GSNO exposure induces an increase in repair intermediates in MMS challenged cells. (A and B) CometChip analysis of WT MEFs exposed to GSNO and 0.5 mM MMS (A) and 0 mM MMS (B). Not treated MEF data (NT) in (A) is the same as the zero minute repair in (B). Each data point represents mean ± SEM for three independent experiments; *p < 0.05 for paired Student’s t-test.

Fig. 3.

GSNO exposure induces increased AAG activity. (A) Simplified schematic of the hypoxanthine reporter (Hx) of the FM-HCR assay. Cells transfected with the Hx reporter will display high fluorescence if RNA polymerase incorrectly inserts a cytosine in the transcript (top). If the Hx is repaired/cleaved, cells will not fluoresce (bottom). (B) Hx reporter assay tested in WT MEFs, Aag^−/− MEFs, and constitutively active Aag, AagTg MEFs. (C and D) Hx Reporter assay tested in WT (C) and AagTg (D) MEFs exposed to GSNO. Each data point represents mean ± SEM for three independent experiments; *p < 0.05 for paired Student’s t-test.

Fig. 4.

GSNO exposed Aag^−/− MEFs display minimal increase MMS-induced BER intermediates.
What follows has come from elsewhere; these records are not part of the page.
/// A synchronous session with a PostgreSQL server.
///
/// The session owns the transport and drives the frontend/backend dialog:
/// it sends one client message and then drains the server's reply stream,
/// classifying each message, until the server is ready for the next client
/// message — or, for `COPY ... FROM STDIN`, until the server asks the client
/// to stream data.
///
/// Result rows and COPY chunks are collected as raw buffers in the row
/// queue; notices, errors, notifications and command tags are collected as
/// formatted strings in the notification queue. A server error does not
/// appear as an `Err` return: it is pushed to the notification queue, the
/// reply loop waits for the trailing `ReadyForQuery`, and the session stays
/// usable (check [`transaction_status`](Self::transaction_status)).
///
/// Only trust-mode ("no authentication") connections are supported.
///
/// # Example
///
/// ```rust,no_run
/// use pgconnect::{ConnectParams, PgResult, Session};
/// # fn main() -> PgResult<()> {
/// let mut session = Session::new();
/// session.connect(ConnectParams::tcp("localhost", "5432"))?;
/// session.startup("joe", "")?;
/// session.query("SELECT version()")?;
/// while !session.row_queue_empty() {
///     println!("{}", session.pop_row_as_strings()?);
/// }
/// while !session.notification_queue_empty() {
///     println!("{}", session.pop_notification()?);
/// }
/// # Ok(())
/// # }
/// ```
///
/// The session is not thread-safe; at most one caller may drive it at a
/// time. On drop it sends a best-effort `Terminate` and closes the
/// transport, suppressing all errors.
#[derive(Debug)]
pub struct Session {
    state: SessionState,
    transaction_status: TransactionStatus,
    buffer_format: BufferFormat,
    backend_key: Option<BackendKey>,
    field_map: Arc<RowDescription>,
    row_queue: VecDeque<Vec<u8>>,
    notifications: VecDeque<String>,
    parameters: HashMap<String, String>,
    tcp_client: Option<TcpClient>,
}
CometChip analysis of WT (A), Aag^−/− (B), and AagTg (C) MEFs exposed to 0 or 0.25 mM GSNO and challenged with 1 mM MMS. NT refers to cells not challenged with MMS, lysed at 0min. Each data point represents mean ± SEM for seven independent experiments; *p < 0.05 for paired Student’s t-test.

Fig. 5.

GSNO affects activity and localization of BER proteins and reduces cell viability after MMS challenge. (A) Simplified schematic of the tetrahydrofuran (THF) reporter of the FM-HCR assay. If unrepaired, THF will block transcription and inhibit fluorescence (top). If THF is fully repaired, cells will display higher fluorescence (bottom). (B) THF reporter assay in WT MEFs exposed to GSNO. (C) Representative immunofluorescent stains for APE-1 (yellow) and nuclei (Blue) of WT MEFs exposed to 0 mM (top) and 0.25 mM (bottom) GSNO. White box indicates inset image. Arrows indicate cells. (D) Blinded visual quantification of cells with APE-1 in the cytoplasm exposed to GSNO. (E) Abasic site analysis of GSNO exposed cells. NT = non-treated cells challenged with MMS and lysed at 0 min. Other bars show treatment with indicated concentrations of GSNO and 1 mM MMS. 60 min samples were allowed to repair abasic sites for 60 min at 37 °C in media with indicated GSNO concentration. Data is relative to NT. (F) Analysis of the colony forming assay of MEFs exposed to GSNO. Each bar represents the ratio of the surviving fraction of the MMS challenged cells to the non-MMS challenged cells at each GSNO concentration. Each data point represents mean ± SEM for three independent experiments; *p < 0.05 for paired Student’s t-test.